Encouraging Initial Public Offerings and Investor Choice. Mr. Clayton expressed his concern that investors could have fewer investment choices if IPOs continued their downward pace. Accordingly, Mr. Clayton expects that regulatory tools, such as scaled disclosure and confidential submissions of draft registration statements, would continue to be used to attract smaller and mid-sized companies to the capital markets. He indicated that the SEC will soon consider a rule proposal, as required by the FAST Act, to modernize and simplify the disclosure requirements in Regulation S-K in a manner that reduces costs and burdens on companies, while still providing for the disclosure of all required material information.
The Staff is also developing rule amendments that would eliminate redundant, overlapping, outdated or superseded disclosure requirements. In addition, the Staff is developing recommendations for the SEC on final rule amendments to the “smaller reporting company” definition under Exchange Act Rule 12b-2, which would expand the number of issuers eligible to provide scaled disclosures.
A Fiduciary Duty for Broker-Dealers? Mr. Clayton summarized the SEC’s current efforts and considerations in assessing changes to the standards of conduct for investment advisers and broker-dealers, including:
- the need for retail investors to have access to high-quality and affordable investment advice, without sacrificing the protection of the securities laws;
- the actions taken by the financial industry to date in the aftermath of the Department of Labor’s fiduciary rules, including changes to product offerings;
- changes by mutual fund complexes to the terms of their offerings; and
- the need to work with the Department of Labor, due to the interaction of their efforts with those of the SEC on investors and financial institutions.

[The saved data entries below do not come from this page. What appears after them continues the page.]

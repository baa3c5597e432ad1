//! End-to-end cluster routing: slot table built from a `CLUSTER NODES`
//! reply, feeding a dispatcher that classifies and routes real commands.

use bytes::Bytes;
use slotwire::cluster::{Dispatcher, Execution};
use slotwire::error::RoutingError;

fn argv(words: &[&str]) -> Vec<Bytes> {
    words.iter().map(|w| Bytes::copy_from_slice(w.as_bytes())).collect()
}

fn two_master_dispatcher() -> Dispatcher<String> {
    let nodes = "\
node-a 127.0.0.1:7000@17000 master - 0 0 1 connected 0-8191\n\
node-b 127.0.0.1:7001@17001 master - 0 0 2 connected 8192-16383";
    let slots =
        slotwire::cluster::SlotTable::from_cluster_nodes(nodes, |addr| addr.to_string()).unwrap();
    Dispatcher::new(slots)
}

#[test]
fn single_key_command_routes_to_the_owning_shard() {
    let d = two_master_dispatcher();
    // "abcde" hashes to slot 16097, owned by node-b's 8192-16383 range.
    let target = d.route(&argv(&["get", "abcde"])).unwrap();
    assert_eq!(target, "127.0.0.1:7001");
}

#[test]
fn destination_pinned_command_routes_when_keys_share_a_slot() {
    let d = two_master_dispatcher();
    // Both keys hash to the same slot under the shared {tag}.
    let target = d.route(&argv(&["rename", "{tag}a", "{tag}b"])).unwrap();
    assert!(target == "127.0.0.1:7000" || target == "127.0.0.1:7001");
}

#[test]
fn cross_slot_destination_pinned_command_fails_locally() {
    let d = two_master_dispatcher();
    let err = d.route(&argv(&["rename", "a", "b"])).unwrap_err();
    assert_eq!(err, RoutingError::NotInSameSlot);
}

#[test]
fn mget_is_rejected_without_touching_the_network() {
    let d = two_master_dispatcher();
    assert_eq!(
        d.route(&argv(&["mget", "a", "b"])),
        Err(RoutingError::ClusterNotSupported)
    );
}

#[test]
fn fan_out_commands_are_not_routed_to_a_single_connection() {
    let d = two_master_dispatcher();
    assert!(matches!(
        slotwire::cluster::classify(&argv(&["keys", "*"])),
        Execution::FanOut(_)
    ));
    assert_eq!(
        d.route(&argv(&["keys", "*"])),
        Err(RoutingError::ClusterNotSupported)
    );
}

#[test]
fn fan_out_aggregates_across_both_shards() {
    let d = two_master_dispatcher();
    let result = slotwire::cluster::fan_out(
        &d,
        slotwire::cluster::FanOutKind::Keys,
        &argv(&["keys", "*"]),
        |handle, _argv| {
            let key = format!("key-on-{handle}");
            Ok(slotwire::Packet::Array(Some(vec![slotwire::Packet::bulk(key)])))
        },
    )
    .unwrap();
    match result {
        slotwire::Packet::Array(Some(items)) => assert_eq!(items.len(), 2),
        other => panic!("unexpected {other:?}"),
    }
}
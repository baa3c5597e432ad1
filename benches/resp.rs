use std::sync::Arc;

use bytes::Bytes;
use criterion::{black_box, criterion_group, criterion_main, Criterion};
use slotwire::codec::resp::RespCodec;
use slotwire::codec::{Dialect, Progress, ProtocolOptions};
use slotwire::packet::Packet;
use slotwire::ByteBuffer;

fn bench_resp_decode(c: &mut Criterion) {
    let mut group = c.benchmark_group("resp");
    group.bench_function("decode_1k_sets", |b| {
        let mut wire = ByteBuffer::new();
        for i in 0..1000 {
            let val = format!("val{i}");
            RespCodec::encode_request(&mut wire, &["SET", "key", val.as_str()]);
        }
        let frozen = wire.data().to_vec();
        b.iter(|| {
            let options = Arc::new(ProtocolOptions::default());
            let mut codec = RespCodec::new(Dialect::Resp3, options);
            let mut buf = ByteBuffer::new();
            buf.append(&frozen);
            let mut count = 0usize;
            loop {
                match codec.decode(&mut buf) {
                    Progress::Done(_) => count += 1,
                    Progress::NeedMore => break,
                    Progress::Failed(e) => panic!("decode failed: {e}"),
                }
            }
            black_box(count);
        });
    });
    group.finish();
}

fn bench_resp_encode(c: &mut Criterion) {
    let mut group = c.benchmark_group("resp");
    group.bench_function("encode_1k_bulk_arrays", |b| {
        let packet = Packet::Array(Some(vec![
            Packet::bulk(Bytes::from_static(b"SET")),
            Packet::bulk(Bytes::from_static(b"key")),
            Packet::bulk(Bytes::from_static(b"value")),
        ]));
        b.iter(|| {
            let mut buf = ByteBuffer::new();
            for _ in 0..1000 {
                packet.encode_v3(&mut buf);
            }
            black_box(buf.readable_bytes());
        });
    });
    group.finish();
}

criterion_group!(benches, bench_resp_decode, bench_resp_encode);
criterion_main!(benches);
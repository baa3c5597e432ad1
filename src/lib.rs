//! slotwire: the wire-protocol and cluster-routing core shared by a
//! Redis (RESP2/RESP3) and Memcached (text + binary) client.
//!
//! Two subsystems live here: a resumable streaming codec built on a typed
//! packet model ([`packet`], [`codec`]), and a cluster-side slot table and
//! command dispatcher ([`cluster`]). Connection bring-up, the user-facing
//! command façade, logging, and configuration loading are deliberately
//! someone else's problem — see [`io::Connection`] for the seam.

pub mod buffer;
pub mod cluster;
pub mod codec;
pub mod config;
pub mod error;
pub mod hash;
pub mod io;
pub mod packet;

pub use buffer::ByteBuffer;
pub use codec::{memcached::MemcachedCodec, resp::RespCodec, Dialect, Progress, ProtocolOptions};
pub use packet::Packet;

/// Default standalone listen address used by the demo client and docs.
pub const DEFAULT_ADDR: &str = "127.0.0.1:6379";
//! Cross-module RESP properties from spec.md §8: encode/decode round-trip,
//! incremental-parse equivalence, and exact size accounting, driven across
//! a handful of representative packets rather than an exhaustive grid.

use std::sync::Arc;

use bytes::Bytes;
use slotwire::codec::resp::RespCodec;
use slotwire::codec::{Dialect, Progress, ProtocolOptions};
use slotwire::{ByteBuffer, Packet};

fn codec(dialect: Dialect) -> RespCodec {
    RespCodec::new(dialect, Arc::new(ProtocolOptions::default()))
}

fn sample_packets() -> Vec<Packet> {
    vec![
        Packet::SimpleString("OK".into()),
        Packet::Error("ERR wrong type".into()),
        Packet::Integer(-42),
        Packet::bulk(Bytes::from_static(b"hello")),
        Packet::null_bulk(),
        Packet::Array(Some(vec![Packet::Integer(1), Packet::Integer(2)])),
        Packet::Array(None),
        Packet::Double(3.5),
        Packet::Boolean(true),
        Packet::Boolean(false),
        Packet::BigNumber("123456789012345678901234567890".into()),
        Packet::VerbatimString {
            tag: "txt".into(),
            body: Bytes::from_static(b"plain text"),
        },
        Packet::Map(vec![(Packet::bulk(Bytes::from_static(b"k")), Packet::Integer(1))]),
        Packet::Set(vec![Packet::Integer(1), Packet::Integer(2)]),
        Packet::Push(vec![Packet::SimpleString("message".into())]),
    ]
}

#[test]
fn v3_round_trips_and_size_matches() {
    for p in sample_packets() {
        let mut buf = ByteBuffer::new();
        p.encode_v3(&mut buf);
        assert_eq!(buf.readable_bytes(), p.encoded_size_v3(), "{p:?}");

        let mut c = codec(Dialect::Resp3);
        match c.decode(&mut buf) {
            Progress::Done(decoded) => assert_eq!(decoded, p, "round-trip mismatch for {p:?}"),
            other => panic!("expected Done for {p:?}, got {other:?}"),
        }
        assert!(buf.is_empty());
    }
}

#[test]
fn v2_size_matches_encoded_length() {
    for p in sample_packets() {
        let mut buf = ByteBuffer::new();
        p.encode_v2(&mut buf);
        assert_eq!(buf.readable_bytes(), p.encoded_size_v2(), "{p:?}");
    }
}

#[test]
fn incremental_feed_matches_whole_buffer_for_every_sample() {
    for p in sample_packets() {
        let mut whole = ByteBuffer::new();
        p.encode_v3(&mut whole);
        let input = whole.data().to_vec();

        for split in 0..=input.len() {
            let mut c = codec(Dialect::Resp3);
            let mut buf = ByteBuffer::new();
            buf.append(&input[..split]);
            let first = c.decode(&mut buf);
            let result = if matches!(first, Progress::NeedMore) {
                buf.append(&input[split..]);
                c.decode(&mut buf)
            } else {
                buf.append(&input[split..]);
                first
            };
            match result {
                Progress::Done(decoded) => assert_eq!(decoded, p, "split {split} for {p:?}"),
                other => panic!("split {split} for {p:?}: expected Done, got {other:?}"),
            }
        }
    }
}

#[test]
fn request_encode_decode_round_trip() {
    let mut buf = ByteBuffer::new();
    RespCodec::encode_request(&mut buf, &["SET", "key", "value"]);
    let mut c = codec(Dialect::Resp2);
    match c.decode_request(&mut buf) {
        Progress::Done(argv) => {
            assert_eq!(
                argv,
                vec![
                    Bytes::from_static(b"SET"),
                    Bytes::from_static(b"key"),
                    Bytes::from_static(b"value"),
                ]
            );
        }
        other => panic!("unexpected {other:?}"),
    }
}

Examinations of Broker-Dealers. Mr. Clayton discussed the national examination program conducted by the SEC’s Office of Compliance Inspections and Examinations (“OCIE”). In light of the growth of assets managed by investment advisers, the SEC has moved additional resources to these examinations; Mr. Clayton indicated that the SEC is on track to deliver a 30% increase in the number of investment-adviser examinations in 2017, or 15% of all investment advisers.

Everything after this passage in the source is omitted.